Sukkot, storms, war, and home

Sukkot, storms, war, and home

This year, as Sukkot approaches, I’ve been thinking a lot about
shelter and safety, both real and illusory.

The sukkot that we build in our backyards in the suburbs, and on terraces and rooftops in the city, are lovely. They’re usually green and often fragrant; until the pandemic we’d crowd close together in them, and this year most of us will feel safer getting closer to each other than we have for the last two. We talk and we eat and we drink and although the sukkot are meant to remind us of life’s fragility, it’s easy to overlook that lesson in the competing one they teach, about family and friendship and love and trust, about the interlocking of the generations and how wisdom and custom are passed down the chain to us and then from us.

Although the news cycle moves so extraordinarily quickly now that news from 10 minutes ago seems like old news, it was only last week that Florida was devastated by Hurricane Ian. (Why do we name hurricanes like that? To domesticate and defang them? It would be great if it worked, but it doesn’t — but I digress.) It seems that almost 100 people are known to have died as a result of the storm, there are many billions of dollars of damage, and countless houses have been destroyed. People who chose to ride out the storm at home saw their houses wash away, bit by torn damaged jagged bit.

And we read about Ukraine, where the Russians, as if in fits of otherwise impotent rage, rain death on the people whose country they invaded.
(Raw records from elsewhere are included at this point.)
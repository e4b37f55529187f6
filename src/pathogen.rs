//! Pathogen instances and their replication.

use crate::config::{GenomeConfig, GenomeModel};
use crate::genome::Genome;
use anyhow::{Context, Result};
use rand::prelude::*;
use rand_distr::Poisson;

/// Handle of a pathogen: its population and its slot in that population.
///
/// Slots are never reused, so a handle stays valid for the whole run.
#[derive(Debug, Clone, Copy, PartialEq, Eq, Hash)]
pub struct PathogenId {
    pub pop: usize,
    pub slot: usize,
}

/// One pathogen genome instance.
///
/// `mutations` holds the edits made when this pathogen was replicated from its
/// ancestor, not its absolute genotype (see [`crate::metapop::Metapopulation::reconstruct`]).
#[derive(Debug, Clone, PartialEq)]
pub struct Pathogen {
    mutations: Vec<u32>,
    age: Option<u32>,
    ancestor: Option<PathogenId>,
}

impl Pathogen {
    /// Create a founding wild type pathogen.
    pub fn wild_type() -> Self {
        Self {
            mutations: Vec::new(),
            age: Some(0),
            ancestor: None,
        }
    }

    pub fn mutations(&self) -> &[u32] {
        &self.mutations
    }

    /// Age in steps, or `None` once removed.
    #[cfg(test)]
    pub fn age(&self) -> Option<u32> {
        self.age
    }

    #[cfg(test)]
    pub fn is_active(&self) -> bool {
        self.age.is_some()
    }

    pub fn ancestor(&self) -> Option<PathogenId> {
        self.ancestor
    }

    /// Increment the age of an active pathogen and return it.
    pub fn grow_older(&mut self) -> Option<u32> {
        if let Some(age) = self.age.as_mut() {
            *age += 1;
        }
        self.age
    }

    /// Permanently inactivate the pathogen.
    pub fn remove(&mut self) {
        self.age = None;
    }

    #[cfg(test)]
    pub fn with_edits(mutations: Vec<u32>, ancestor: Option<PathogenId>) -> Self {
        Self {
            mutations,
            age: Some(0),
            ancestor,
        }
    }
}

/// Draws the edits of new pathogens.
#[derive(Debug, Clone)]
pub struct Mutator {
    length: u32,
    model: GenomeModel,
    n_mut_dist: Option<Poisson<f64>>,
}

impl Mutator {
    pub fn new(cfg: &GenomeConfig) -> Result<Self> {
        let mean_mut = cfg.mean_mutations();
        let n_mut_dist = if mean_mut > 0.0 {
            Some(Poisson::new(mean_mut).context("failed to build mutation count distribution")?)
        } else {
            None
        };
        Ok(Self {
            length: cfg.length,
            model: cfg.model,
            n_mut_dist,
        })
    }

    pub fn model(&self) -> GenomeModel {
        self.model
    }

    /// Replicate the pathogen `ancestor` into a new pathogen of age 0.
    ///
    /// `lineage` is the reconstructed genome of the ancestor; it is only read
    /// by [`GenomeModel::Unique`], which never edits a site already mutated
    /// in the lineage.
    pub fn replicate<R: Rng>(
        &self,
        ancestor: PathogenId,
        lineage: Option<&Genome>,
        rng: &mut R,
    ) -> Pathogen {
        let n_mut = match &self.n_mut_dist {
            Some(dist) => dist.sample(rng) as usize,
            None => 0,
        };

        let mutations = match (self.model, lineage) {
            (GenomeModel::Unique, Some(lineage)) => {
                self.draw_unique_sites(n_mut, lineage, rng)
            }
            _ => (0..n_mut)
                .map(|_| rng.random_range(1..=self.length))
                .collect(),
        };

        Pathogen {
            mutations,
            age: Some(0),
            ancestor: Some(ancestor),
        }
    }

    fn draw_unique_sites<R: Rng>(&self, n_mut: usize, lineage: &Genome, rng: &mut R) -> Vec<u32> {
        let n_free = self.length as usize - lineage.n_sites();
        let n_mut = n_mut.min(n_free);

        let mut sites = Vec::with_capacity(n_mut);
        while sites.len() < n_mut {
            let site = rng.random_range(1..=self.length);
            if !lineage.contains(site) && !sites.contains(&site) {
                sites.push(site);
            }
        }
        sites
    }
}

#[cfg(test)]
mod tests {
    use super::*;
    use rand_chacha::ChaCha12Rng;

    const ROOT: PathogenId = PathogenId { pop: 0, slot: 0 };

    fn genome_cfg(length: u32, mut_rate: f64, model: GenomeModel) -> GenomeConfig {
        GenomeConfig {
            length,
            mut_rate,
            model,
        }
    }

    #[test]
    fn aging_and_removal() {
        let mut pat = Pathogen::wild_type();
        assert_eq!(pat.age(), Some(0));
        assert_eq!(pat.grow_older(), Some(1));
        pat.remove();
        assert!(!pat.is_active());
        assert_eq!(pat.grow_older(), None);
    }

    #[test]
    fn replicate_keeps_only_new_edits() {
        let mut rng = ChaCha12Rng::seed_from_u64(1);
        let mutator = Mutator::new(&genome_cfg(50, 0.2, GenomeModel::Cancelling)).unwrap();

        let child = mutator.replicate(ROOT, None, &mut rng);
        assert_eq!(child.age(), Some(0));
        assert_eq!(child.ancestor(), Some(ROOT));
        assert!(child.mutations().iter().all(|&s| (1..=50).contains(&s)));
    }

    #[test]
    fn zero_mutation_rate_gives_no_edits() {
        let mut rng = ChaCha12Rng::seed_from_u64(2);
        let mutator = Mutator::new(&genome_cfg(1000, 0.0, GenomeModel::Cancelling)).unwrap();
        for _ in 0..100 {
            assert!(mutator.replicate(ROOT, None, &mut rng).mutations().is_empty());
        }
    }

    #[test]
    fn unique_model_avoids_lineage_sites() {
        let mut rng = ChaCha12Rng::seed_from_u64(3);
        let mutator = Mutator::new(&genome_cfg(10, 0.5, GenomeModel::Unique)).unwrap();
        let lineage = Genome::from_edits([1, 2, 3, 4, 5, 6, 7]);

        for _ in 0..200 {
            let child = mutator.replicate(ROOT, Some(&lineage), &mut rng);
            assert!(child.mutations().len() <= 3);
            assert!(child.mutations().iter().all(|&s| s > 7));
            let mut sites = child.mutations().to_vec();
            sites.sort_unstable();
            sites.dedup();
            assert_eq!(sites.len(), child.mutations().len());
        }
    }
}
And we read about Russia itself, a country thrust from ordinary life into peril by the actions of a strongman drunk on power, a place where most of its men have to leave home to escape being dragooned by military recruiters or face a decade or more of imprisonment.

In neither of those places is home a safe place.

We are very lucky to live here now.

We at the Jewish Standard and the New Jersey Jewish News hope that all our readers will have the luxury of thinking about the intersection of fragility and love, green leaves and brown branches, from the relative safety of their sukkot; we hope as well, if with more doubt, that the storm-tossed victims of Ian in Florida and of mad Putin in Russia and Ukraine also find comfort, stability, and four solid, welcoming walls this year.

Chag sameach from all of us.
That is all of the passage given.